Shipyard head touring Maine Bath Iron Works president visits courthouses to learn state history

MACHIAS – John “Dugan” Shipway, president of Bath Iron Works, has made an impact at the shipyard in Bath since his first day at the Bath facility in April 2003. He makes a practice of greeting his 6,700 workers individually, asking what they do and how far they drive to work.

He wants to gain their confidence as he guides them toward what he calls a “dramatically uncertain future.”

Now Shipway and his wife, Lyn, newcomers to Maine after his 35-year career in the U.S. Navy, are making their way through the state. They are visiting all 16 counties and their courthouses to learn more about Maine’s history.

The Shipways made it to Washington County earlier this week. They came as guests of Wayne Peters, a retired U.S. Navy captain living in Roque Bluffs and a member of the Machias Rotary Club.

A retired U.S. Navy admiral who worked with Peters in their previous careers, Shipway spoke at both the Rotary Club meeting Tuesday and the Machias Bay Area Chamber of Commerce public breakfast gathering Wednesday.

It was the second Rotary group in Maine he has met with, in addition to the club in Bath. He is eager to tell Bath Iron Works’ 120-year story and says, “We have many more ships on the horizon.”

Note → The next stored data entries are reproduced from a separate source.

//! Dice rolling.

use rand::Rng;

/// Roll `count` dice with `sides` faces and sum them.
///
/// A die with zero sides contributes nothing.
pub fn roll<R: Rng + ?Sized>(rng: &mut R, count: u32, sides: u32) -> i64 {
    if sides == 0 {
        return 0;
    }
    let mut total: i64 = 0;
    for _ in 0..count {
        total = total.saturating_add(i64::from(rng.random_range(1..=sides)));
    }
    total
}

#[cfg(test)]
mod tests {
    use super::*;
    use rand::SeedableRng;
    use rand::rngs::StdRng;

    #[test]
    fn single_sided_dice_are_deterministic() {
        let mut rng = StdRng::seed_from_u64(1);
        assert_eq!(roll(&mut rng, 10, 1), 10);
    }

    #[test]
    fn rolls_stay_in_range() {
        let mut rng = StdRng::seed_from_u64(42);
        for _ in 0..100 {
            let total = roll(&mut rng, 3, 6);
            assert!((3..=18).contains(&total));
        }
    }

    #[test]
    fn zero_sided_dice_roll_nothing() {
        let mut rng = StdRng::seed_from_u64(7);
        assert_eq!(roll(&mut rng, 5, 0), 0);
    }
}
//! Grid position on a map.

use serde::{Deserialize, Serialize};
use ts_rs::TS;

/// A tile coordinate. `z` distinguishes stacked map layers.
#[derive(Debug, Clone, Copy, Default, PartialEq, Eq, PartialOrd, Ord, Hash, Serialize, Deserialize, TS)]
#[ts(export, export_to = "bindings/")]
pub struct Position {
    /// Column.
    pub x: i32,
    /// Row.
    pub y: i32,
    /// Layer.
    #[serde(default)]
    pub z: i32,
}

impl Position {
    /// Create a position on layer zero.
    pub const fn new(x: i32, y: i32) -> Self {
        Self { x, y, z: 0 }
    }

    /// Chebyshev (king-move) distance on the x/y plane.
    pub const fn distance(&self, other: &Self) -> u32 {
        let dx = self.x.abs_diff(other.x);
        let dy = self.y.abs_diff(other.y);
        if dx > dy { dx } else { dy }
    }

    /// Signed offset from `self` to `other`.
    pub const fn delta_to(&self, other: &Self) -> (i32, i32) {
        (
            other.x.saturating_sub(self.x),
            other.y.saturating_sub(self.y),
        )
    }

    /// The position shifted by `(dx, dy)`.
    #[must_use]
    pub const fn offset(&self, dx: i32, dy: i32) -> Self {
        Self {
            x: self.x.saturating_add(dx),
            y: self.y.saturating_add(dy),
            z: self.z,
        }
    }

    /// One king-move step from `self` toward `target`.
    #[must_use]
    pub const fn step_toward(&self, target: &Self) -> Self {
        let (dx, dy) = self.delta_to(target);
        self.offset(dx.signum(), dy.signum())
    }
}
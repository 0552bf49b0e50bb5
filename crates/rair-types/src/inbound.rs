//! Messages the transport collaborator delivers into a world.

use serde::{Deserialize, Serialize};
use ts_rs::TS;

use crate::ids::CharacterId;

/// An inbound transport message addressed to one world.
#[derive(Debug, Clone, PartialEq, Eq, Serialize, Deserialize, TS)]
#[ts(export, export_to = "bindings/")]
#[serde(tag = "type", rename_all = "snake_case")]
pub enum InboundMessage {
    /// A player entered this world. The engine loads their saved state.
    Join {
        /// Player id.
        character: CharacterId,
        /// Display name, used when no saved state exists.
        name: String,
    },
    /// A player left this world.
    Leave {
        /// Player id.
        character: CharacterId,
    },
    /// A text command for a player's action queue.
    Command {
        /// Player id.
        character: CharacterId,
        /// Raw command line, e.g. `attack 0191...`.
        line: String,
    },
}

#[cfg(test)]
#[allow(clippy::unwrap_used)]
mod tests {
    use super::*;

    #[test]
    fn command_parses_from_json() {
        let id = CharacterId::new();
        let json = format!(r#"{{"type":"command","character":"{id}","line":"move 1 0"}}"#);
        let msg: InboundMessage = serde_json::from_str(&json).unwrap();
        assert_eq!(
            msg,
            InboundMessage::Command {
                character: id,
                line: "move 1 0".to_owned(),
            }
        );
    }
}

Although employment levels have dropped from a peak of 12,000 in 1990, BIW’s current 6,700 workers make it the state’s second-largest private employer after grocery chain Hannaford, Shipway said.

Shipway says his primary goal as president is “to leave the shipyard in a better position in the future than when I got here.”

In April alone, BIW launched the warship USS Nitze. It was the third destroyer completed in Bath since General Dynamics, BIW’s owner since 1995, invested $240 million in a land-level transfer facility designed to make the shipbuilder faster and more efficient.

But he foresees a challenge as the Department of Defense transitions to the next generation of destroyers, DD(X), the successor to the DDG series.

“We must get more efficient in 2004,” Shipway told the Machias groups. “It takes more hours to build a DDG in Maine than it does in Mississippi,” the home of BIW’s chief rival, Ingalls Shipbuilding.

Shipway is worried about a likely gap in the workload at Bath, possibly as long as 18 months, between the time the DDG program ends and DD(X) production starts.

U.S. Sen. Susan Collins, D-Maine, a member of the Armed Services Committee, has delivered a commitment from defense officials that some of the work on the first new DD(X) destroyer would be done at BIW.

As much as Shipway plans for the company’s future in five or 10 years, he also focuses on daily work atmosphere at the shipyard.

He is shaping a work force that takes pride in what it does, has a safe environment and receives fair compensation and benefits, he said.

“We treat everyone with dignity,” he said. “We act with dignity and good old Maine common sense.”